Records for processing:

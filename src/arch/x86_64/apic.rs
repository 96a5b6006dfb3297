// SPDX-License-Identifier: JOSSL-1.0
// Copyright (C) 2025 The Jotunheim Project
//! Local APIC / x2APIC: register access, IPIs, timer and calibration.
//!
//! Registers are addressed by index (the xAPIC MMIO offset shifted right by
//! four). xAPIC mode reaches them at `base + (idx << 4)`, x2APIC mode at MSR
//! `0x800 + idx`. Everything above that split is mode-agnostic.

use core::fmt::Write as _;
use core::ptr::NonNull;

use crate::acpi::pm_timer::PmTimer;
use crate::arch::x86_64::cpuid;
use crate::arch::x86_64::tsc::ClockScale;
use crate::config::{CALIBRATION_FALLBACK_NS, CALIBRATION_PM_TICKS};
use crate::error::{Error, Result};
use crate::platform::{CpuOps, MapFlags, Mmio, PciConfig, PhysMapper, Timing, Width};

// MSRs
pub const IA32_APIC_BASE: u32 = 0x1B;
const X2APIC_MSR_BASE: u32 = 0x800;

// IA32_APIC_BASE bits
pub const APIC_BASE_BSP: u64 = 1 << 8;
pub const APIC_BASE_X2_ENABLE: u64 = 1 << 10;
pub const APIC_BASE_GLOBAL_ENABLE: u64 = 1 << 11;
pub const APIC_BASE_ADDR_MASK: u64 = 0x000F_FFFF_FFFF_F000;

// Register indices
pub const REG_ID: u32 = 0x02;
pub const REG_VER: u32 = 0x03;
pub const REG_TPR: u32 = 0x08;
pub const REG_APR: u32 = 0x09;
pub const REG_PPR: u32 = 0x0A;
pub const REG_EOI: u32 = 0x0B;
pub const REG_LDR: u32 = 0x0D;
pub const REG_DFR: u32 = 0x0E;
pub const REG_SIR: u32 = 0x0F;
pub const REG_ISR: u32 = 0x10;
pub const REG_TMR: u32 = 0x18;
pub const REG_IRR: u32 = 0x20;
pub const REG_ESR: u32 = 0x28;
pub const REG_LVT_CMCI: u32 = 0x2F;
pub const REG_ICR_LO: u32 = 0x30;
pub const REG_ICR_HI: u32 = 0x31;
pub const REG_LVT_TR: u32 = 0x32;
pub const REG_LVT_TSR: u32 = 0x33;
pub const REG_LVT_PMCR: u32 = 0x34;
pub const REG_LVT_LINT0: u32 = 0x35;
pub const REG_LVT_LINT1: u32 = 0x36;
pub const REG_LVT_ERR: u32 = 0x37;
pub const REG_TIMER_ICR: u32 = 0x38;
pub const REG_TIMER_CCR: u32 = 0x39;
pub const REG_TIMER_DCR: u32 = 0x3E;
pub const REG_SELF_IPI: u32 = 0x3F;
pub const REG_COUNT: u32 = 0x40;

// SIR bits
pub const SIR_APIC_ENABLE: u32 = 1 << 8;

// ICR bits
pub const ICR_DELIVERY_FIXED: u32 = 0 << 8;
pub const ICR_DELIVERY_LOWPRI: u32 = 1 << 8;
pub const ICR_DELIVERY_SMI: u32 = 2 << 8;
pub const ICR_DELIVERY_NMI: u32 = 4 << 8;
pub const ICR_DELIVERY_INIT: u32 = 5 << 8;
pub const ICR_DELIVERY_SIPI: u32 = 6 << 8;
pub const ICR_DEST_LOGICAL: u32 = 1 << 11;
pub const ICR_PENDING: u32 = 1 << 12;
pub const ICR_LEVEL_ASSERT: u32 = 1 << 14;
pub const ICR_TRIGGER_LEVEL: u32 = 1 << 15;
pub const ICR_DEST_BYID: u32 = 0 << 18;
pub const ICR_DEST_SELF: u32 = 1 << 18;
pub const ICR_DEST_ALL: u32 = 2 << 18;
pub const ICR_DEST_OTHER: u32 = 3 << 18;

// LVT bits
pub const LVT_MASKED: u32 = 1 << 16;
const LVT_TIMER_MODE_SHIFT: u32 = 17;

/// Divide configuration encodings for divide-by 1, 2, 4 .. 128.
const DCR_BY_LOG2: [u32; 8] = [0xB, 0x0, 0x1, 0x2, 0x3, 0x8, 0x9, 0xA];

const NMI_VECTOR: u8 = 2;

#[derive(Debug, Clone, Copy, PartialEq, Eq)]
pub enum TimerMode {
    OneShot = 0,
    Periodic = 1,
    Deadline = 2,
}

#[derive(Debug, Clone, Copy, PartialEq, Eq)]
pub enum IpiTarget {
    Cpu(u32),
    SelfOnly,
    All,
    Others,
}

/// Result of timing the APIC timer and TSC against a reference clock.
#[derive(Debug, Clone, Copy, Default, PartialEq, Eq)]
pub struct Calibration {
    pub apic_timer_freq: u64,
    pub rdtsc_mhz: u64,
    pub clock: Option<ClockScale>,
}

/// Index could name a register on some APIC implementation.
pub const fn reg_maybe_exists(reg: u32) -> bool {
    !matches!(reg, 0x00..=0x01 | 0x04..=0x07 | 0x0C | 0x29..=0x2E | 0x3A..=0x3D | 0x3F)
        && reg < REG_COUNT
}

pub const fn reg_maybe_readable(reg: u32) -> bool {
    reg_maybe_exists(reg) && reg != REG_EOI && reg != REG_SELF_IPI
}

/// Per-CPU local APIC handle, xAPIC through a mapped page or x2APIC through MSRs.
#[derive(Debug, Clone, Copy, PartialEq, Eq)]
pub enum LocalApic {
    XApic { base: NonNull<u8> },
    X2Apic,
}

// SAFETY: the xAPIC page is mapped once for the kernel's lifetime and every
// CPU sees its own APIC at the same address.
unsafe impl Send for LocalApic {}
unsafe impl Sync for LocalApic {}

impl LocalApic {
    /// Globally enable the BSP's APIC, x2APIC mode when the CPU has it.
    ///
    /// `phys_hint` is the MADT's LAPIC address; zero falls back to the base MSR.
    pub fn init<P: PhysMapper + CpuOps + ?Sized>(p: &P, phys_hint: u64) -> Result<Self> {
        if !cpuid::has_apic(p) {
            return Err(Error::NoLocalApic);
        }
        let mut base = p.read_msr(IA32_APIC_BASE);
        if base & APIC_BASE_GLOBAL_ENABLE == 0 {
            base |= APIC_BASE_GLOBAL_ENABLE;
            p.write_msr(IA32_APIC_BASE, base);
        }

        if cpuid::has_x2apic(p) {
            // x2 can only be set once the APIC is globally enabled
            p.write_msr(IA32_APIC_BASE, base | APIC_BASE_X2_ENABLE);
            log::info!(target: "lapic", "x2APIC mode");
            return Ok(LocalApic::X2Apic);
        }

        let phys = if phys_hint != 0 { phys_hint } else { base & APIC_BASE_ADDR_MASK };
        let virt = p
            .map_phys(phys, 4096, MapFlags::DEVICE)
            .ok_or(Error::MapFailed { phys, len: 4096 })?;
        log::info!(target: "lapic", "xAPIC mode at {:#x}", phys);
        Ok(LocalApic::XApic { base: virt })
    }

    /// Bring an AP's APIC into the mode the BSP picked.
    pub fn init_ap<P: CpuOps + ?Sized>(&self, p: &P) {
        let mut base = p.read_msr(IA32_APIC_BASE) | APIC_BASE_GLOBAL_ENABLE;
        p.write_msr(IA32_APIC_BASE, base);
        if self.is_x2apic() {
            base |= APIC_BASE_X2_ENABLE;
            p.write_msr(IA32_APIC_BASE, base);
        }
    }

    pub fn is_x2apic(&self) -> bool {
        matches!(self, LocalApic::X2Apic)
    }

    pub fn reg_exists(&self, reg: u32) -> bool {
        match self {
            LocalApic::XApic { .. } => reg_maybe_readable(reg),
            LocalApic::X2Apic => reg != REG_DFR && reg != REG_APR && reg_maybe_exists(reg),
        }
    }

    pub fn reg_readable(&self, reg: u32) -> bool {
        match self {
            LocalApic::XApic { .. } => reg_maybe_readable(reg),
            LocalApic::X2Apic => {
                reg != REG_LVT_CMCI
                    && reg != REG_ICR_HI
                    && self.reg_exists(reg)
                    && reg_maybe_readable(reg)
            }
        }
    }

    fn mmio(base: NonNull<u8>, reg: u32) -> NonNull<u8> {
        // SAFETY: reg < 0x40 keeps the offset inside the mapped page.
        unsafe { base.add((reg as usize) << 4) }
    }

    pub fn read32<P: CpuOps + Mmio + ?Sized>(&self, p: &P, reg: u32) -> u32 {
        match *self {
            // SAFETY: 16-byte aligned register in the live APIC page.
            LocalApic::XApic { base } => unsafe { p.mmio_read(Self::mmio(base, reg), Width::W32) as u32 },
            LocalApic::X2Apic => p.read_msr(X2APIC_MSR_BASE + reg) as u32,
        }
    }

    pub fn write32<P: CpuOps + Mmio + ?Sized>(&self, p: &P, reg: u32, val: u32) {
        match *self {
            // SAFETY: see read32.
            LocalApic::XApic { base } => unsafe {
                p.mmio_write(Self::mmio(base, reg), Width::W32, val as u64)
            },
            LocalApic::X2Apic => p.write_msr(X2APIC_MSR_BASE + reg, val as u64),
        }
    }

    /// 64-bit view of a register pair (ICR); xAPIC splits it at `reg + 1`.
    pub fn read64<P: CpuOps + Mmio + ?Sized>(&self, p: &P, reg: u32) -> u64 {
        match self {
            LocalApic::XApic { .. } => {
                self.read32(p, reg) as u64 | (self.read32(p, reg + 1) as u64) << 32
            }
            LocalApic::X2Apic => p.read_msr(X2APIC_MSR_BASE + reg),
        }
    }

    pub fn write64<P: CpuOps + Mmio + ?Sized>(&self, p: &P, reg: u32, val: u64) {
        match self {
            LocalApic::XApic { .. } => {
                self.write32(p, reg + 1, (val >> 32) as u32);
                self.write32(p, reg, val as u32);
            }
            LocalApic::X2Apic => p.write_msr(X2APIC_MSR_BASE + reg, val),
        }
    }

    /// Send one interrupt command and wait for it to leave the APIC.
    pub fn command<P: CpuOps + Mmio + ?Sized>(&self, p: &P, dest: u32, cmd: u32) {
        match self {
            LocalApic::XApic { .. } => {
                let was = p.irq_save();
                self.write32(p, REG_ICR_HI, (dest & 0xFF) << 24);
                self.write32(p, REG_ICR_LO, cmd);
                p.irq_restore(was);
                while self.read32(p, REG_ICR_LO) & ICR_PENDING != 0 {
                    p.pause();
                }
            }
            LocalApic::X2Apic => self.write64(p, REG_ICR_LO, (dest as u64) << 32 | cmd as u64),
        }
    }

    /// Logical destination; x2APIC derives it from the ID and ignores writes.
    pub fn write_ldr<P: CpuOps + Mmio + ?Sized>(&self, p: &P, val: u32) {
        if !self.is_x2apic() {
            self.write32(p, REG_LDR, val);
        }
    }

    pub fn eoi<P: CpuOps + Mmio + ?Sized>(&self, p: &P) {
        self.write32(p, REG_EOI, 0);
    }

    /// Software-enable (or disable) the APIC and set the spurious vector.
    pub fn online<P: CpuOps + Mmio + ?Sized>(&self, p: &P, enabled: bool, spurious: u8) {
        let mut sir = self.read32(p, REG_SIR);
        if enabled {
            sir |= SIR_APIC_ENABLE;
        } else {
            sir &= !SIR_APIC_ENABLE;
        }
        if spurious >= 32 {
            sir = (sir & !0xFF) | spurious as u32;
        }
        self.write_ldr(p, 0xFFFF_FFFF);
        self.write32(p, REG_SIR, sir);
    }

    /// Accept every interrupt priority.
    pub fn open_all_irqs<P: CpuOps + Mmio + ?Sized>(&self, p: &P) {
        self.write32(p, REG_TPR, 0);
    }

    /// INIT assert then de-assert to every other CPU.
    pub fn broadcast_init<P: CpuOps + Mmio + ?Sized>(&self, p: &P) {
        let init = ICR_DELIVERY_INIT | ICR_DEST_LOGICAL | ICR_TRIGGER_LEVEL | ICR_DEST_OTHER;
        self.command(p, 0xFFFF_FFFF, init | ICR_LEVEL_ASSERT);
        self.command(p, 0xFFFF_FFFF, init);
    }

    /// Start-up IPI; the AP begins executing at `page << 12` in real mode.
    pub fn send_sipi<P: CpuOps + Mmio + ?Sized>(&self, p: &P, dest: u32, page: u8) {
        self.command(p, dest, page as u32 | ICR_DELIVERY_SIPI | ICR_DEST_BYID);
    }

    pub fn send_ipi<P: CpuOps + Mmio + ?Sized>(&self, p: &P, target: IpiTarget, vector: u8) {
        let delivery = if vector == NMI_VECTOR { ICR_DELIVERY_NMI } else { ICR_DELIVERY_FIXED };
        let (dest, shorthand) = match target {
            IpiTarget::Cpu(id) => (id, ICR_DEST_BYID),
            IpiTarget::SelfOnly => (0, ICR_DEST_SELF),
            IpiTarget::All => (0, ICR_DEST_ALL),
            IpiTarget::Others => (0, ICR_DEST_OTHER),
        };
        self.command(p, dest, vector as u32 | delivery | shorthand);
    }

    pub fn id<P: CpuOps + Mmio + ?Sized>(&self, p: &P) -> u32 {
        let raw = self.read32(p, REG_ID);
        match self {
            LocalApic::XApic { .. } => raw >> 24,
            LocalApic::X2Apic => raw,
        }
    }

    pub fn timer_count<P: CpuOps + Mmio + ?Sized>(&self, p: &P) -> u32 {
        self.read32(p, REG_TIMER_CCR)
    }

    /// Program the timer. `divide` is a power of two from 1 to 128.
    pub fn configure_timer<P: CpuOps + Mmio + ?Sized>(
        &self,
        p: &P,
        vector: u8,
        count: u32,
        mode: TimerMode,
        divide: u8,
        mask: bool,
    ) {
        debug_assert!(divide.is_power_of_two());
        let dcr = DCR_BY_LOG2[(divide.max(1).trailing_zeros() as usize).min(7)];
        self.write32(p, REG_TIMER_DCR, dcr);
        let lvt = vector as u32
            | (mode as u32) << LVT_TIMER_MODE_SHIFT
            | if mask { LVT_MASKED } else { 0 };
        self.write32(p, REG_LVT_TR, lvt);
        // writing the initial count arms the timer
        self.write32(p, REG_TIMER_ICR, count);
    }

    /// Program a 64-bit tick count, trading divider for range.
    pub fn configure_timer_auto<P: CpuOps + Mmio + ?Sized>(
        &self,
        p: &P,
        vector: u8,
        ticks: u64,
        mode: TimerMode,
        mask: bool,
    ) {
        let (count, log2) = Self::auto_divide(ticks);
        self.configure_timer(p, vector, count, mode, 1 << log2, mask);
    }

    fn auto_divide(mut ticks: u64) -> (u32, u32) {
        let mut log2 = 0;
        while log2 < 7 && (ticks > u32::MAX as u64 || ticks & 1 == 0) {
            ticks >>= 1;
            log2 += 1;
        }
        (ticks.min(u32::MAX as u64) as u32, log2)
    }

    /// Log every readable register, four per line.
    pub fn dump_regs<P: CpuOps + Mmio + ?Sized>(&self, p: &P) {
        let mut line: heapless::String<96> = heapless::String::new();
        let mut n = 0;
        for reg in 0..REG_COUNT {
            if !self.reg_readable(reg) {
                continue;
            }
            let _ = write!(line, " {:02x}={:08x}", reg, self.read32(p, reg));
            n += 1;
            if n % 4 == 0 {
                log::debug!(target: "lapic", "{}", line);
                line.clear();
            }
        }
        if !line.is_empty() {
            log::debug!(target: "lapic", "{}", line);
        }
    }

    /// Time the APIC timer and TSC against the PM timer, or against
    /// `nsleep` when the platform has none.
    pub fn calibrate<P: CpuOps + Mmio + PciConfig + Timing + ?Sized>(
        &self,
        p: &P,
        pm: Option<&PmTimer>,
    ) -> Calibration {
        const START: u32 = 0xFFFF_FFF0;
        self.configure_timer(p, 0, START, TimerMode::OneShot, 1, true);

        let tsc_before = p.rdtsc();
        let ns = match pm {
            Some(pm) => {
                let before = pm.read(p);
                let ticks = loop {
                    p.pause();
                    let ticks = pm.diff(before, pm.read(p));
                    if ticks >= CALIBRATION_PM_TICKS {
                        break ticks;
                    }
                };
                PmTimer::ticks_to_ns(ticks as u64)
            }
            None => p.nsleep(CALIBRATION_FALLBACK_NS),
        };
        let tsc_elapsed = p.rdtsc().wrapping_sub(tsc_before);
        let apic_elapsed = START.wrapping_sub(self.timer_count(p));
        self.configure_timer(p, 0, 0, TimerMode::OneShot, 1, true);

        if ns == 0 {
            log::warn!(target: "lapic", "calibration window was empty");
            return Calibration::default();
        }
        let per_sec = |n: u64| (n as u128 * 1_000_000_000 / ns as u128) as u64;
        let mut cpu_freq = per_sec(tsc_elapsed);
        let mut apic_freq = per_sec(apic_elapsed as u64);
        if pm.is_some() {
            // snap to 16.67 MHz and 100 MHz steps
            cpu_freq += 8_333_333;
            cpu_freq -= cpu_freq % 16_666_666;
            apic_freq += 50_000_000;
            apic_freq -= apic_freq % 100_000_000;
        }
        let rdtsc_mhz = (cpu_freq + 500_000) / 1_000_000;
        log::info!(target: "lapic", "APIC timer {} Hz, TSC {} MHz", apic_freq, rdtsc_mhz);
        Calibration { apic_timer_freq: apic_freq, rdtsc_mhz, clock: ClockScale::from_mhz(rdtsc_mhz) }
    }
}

---

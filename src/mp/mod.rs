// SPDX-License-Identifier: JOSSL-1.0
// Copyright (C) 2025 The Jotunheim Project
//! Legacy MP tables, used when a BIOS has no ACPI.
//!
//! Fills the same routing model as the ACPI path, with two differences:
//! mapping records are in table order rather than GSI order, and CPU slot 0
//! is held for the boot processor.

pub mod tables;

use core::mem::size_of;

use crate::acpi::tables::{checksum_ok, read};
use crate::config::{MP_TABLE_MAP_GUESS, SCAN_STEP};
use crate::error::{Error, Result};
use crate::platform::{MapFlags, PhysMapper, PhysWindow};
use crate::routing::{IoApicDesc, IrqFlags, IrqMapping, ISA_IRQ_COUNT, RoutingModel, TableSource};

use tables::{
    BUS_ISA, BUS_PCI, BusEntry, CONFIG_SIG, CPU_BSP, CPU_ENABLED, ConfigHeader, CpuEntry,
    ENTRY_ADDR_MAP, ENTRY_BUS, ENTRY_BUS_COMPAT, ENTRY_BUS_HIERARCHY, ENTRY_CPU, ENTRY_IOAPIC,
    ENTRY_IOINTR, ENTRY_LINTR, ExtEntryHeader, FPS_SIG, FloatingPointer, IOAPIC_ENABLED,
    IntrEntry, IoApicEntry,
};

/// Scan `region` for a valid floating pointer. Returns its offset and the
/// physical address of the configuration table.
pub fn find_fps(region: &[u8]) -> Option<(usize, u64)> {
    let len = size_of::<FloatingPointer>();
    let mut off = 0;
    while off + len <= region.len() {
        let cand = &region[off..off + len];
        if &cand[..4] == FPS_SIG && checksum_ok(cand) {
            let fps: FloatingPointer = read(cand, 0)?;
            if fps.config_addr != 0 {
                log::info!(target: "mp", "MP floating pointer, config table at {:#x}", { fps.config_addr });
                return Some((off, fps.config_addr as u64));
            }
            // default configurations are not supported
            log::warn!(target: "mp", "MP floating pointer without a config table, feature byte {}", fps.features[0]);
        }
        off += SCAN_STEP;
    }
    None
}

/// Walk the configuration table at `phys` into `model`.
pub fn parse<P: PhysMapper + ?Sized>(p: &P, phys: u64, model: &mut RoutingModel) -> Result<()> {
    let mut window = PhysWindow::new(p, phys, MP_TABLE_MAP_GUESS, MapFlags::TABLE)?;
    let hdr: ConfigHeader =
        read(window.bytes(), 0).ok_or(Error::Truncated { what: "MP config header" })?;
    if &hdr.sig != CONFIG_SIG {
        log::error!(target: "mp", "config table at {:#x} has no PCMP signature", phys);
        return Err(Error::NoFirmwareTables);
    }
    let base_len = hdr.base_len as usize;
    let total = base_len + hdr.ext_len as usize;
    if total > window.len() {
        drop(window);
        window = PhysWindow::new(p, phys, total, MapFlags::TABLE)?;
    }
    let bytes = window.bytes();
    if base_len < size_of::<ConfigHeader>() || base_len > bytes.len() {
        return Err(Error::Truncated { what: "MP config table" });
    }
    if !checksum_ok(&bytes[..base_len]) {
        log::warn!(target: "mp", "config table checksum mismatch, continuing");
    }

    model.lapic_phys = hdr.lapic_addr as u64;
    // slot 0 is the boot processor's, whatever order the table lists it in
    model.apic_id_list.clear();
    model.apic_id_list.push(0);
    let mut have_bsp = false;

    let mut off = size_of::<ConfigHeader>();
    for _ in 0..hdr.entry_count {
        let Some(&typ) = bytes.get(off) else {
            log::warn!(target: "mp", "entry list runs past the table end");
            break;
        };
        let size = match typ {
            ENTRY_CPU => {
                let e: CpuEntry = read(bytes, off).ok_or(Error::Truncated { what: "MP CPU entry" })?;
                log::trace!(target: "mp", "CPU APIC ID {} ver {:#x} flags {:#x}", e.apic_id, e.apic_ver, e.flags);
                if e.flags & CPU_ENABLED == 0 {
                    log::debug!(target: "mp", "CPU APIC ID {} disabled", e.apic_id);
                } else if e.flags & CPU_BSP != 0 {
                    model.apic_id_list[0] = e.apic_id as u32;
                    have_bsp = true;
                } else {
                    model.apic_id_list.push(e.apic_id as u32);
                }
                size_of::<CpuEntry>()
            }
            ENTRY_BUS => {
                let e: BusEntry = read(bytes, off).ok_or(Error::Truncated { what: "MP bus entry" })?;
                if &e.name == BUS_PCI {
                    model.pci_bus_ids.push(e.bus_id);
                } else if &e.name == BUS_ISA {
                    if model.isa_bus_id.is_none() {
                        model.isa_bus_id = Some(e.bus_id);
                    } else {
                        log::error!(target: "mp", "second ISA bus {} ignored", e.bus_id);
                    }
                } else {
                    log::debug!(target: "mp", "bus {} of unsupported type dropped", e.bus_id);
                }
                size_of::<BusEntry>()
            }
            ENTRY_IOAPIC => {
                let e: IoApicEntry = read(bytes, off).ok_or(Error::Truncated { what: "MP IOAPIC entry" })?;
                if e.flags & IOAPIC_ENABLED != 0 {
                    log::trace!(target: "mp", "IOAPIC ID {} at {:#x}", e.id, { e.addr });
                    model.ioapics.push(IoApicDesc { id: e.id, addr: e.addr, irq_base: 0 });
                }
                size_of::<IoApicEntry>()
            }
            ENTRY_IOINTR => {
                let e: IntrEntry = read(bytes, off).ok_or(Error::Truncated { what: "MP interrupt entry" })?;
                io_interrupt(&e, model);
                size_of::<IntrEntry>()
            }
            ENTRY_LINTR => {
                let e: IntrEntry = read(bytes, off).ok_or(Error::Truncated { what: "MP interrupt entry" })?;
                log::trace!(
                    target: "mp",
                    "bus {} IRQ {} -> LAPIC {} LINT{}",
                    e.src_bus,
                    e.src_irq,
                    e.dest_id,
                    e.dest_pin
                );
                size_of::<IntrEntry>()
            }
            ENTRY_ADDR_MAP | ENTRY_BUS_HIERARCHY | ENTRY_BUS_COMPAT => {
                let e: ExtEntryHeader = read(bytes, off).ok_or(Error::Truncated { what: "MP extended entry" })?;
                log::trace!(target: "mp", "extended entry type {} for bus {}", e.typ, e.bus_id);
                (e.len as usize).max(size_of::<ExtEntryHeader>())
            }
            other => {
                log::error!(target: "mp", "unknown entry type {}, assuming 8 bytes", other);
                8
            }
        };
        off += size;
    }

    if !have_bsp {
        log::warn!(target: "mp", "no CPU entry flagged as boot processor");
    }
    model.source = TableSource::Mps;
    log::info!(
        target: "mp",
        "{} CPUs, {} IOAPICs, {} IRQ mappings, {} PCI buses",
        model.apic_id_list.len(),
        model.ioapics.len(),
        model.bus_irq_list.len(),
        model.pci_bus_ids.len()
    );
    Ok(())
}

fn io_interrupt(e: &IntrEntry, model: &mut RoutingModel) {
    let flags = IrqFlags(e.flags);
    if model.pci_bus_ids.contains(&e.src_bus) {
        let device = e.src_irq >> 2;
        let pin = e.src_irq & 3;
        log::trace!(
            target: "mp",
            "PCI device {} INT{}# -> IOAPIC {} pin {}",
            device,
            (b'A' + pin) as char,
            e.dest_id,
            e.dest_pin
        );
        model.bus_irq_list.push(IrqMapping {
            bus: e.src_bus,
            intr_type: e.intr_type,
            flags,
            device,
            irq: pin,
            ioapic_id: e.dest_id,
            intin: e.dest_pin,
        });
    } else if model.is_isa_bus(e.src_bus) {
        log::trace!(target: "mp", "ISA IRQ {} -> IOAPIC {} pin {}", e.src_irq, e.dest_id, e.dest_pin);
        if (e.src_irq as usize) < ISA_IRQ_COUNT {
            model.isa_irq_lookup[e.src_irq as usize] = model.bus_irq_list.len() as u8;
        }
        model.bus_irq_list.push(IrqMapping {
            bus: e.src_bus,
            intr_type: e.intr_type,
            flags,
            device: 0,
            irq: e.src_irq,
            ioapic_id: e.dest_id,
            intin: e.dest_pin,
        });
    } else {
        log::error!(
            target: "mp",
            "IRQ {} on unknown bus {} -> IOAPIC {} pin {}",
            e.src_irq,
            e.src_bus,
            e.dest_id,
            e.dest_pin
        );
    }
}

Exercise objective: Copy each line of the material where "BusEntry" is found.

Written response:
    BUS_ISA, BUS_PCI, BusEntry, CONFIG_SIG, CPU_BSP, CPU_ENABLED, ConfigHeader, CpuEntry,
                let e: BusEntry = read(bytes, off).ok_or(Error::Truncated { what: "MP bus entry" })?;
                size_of::<BusEntry>()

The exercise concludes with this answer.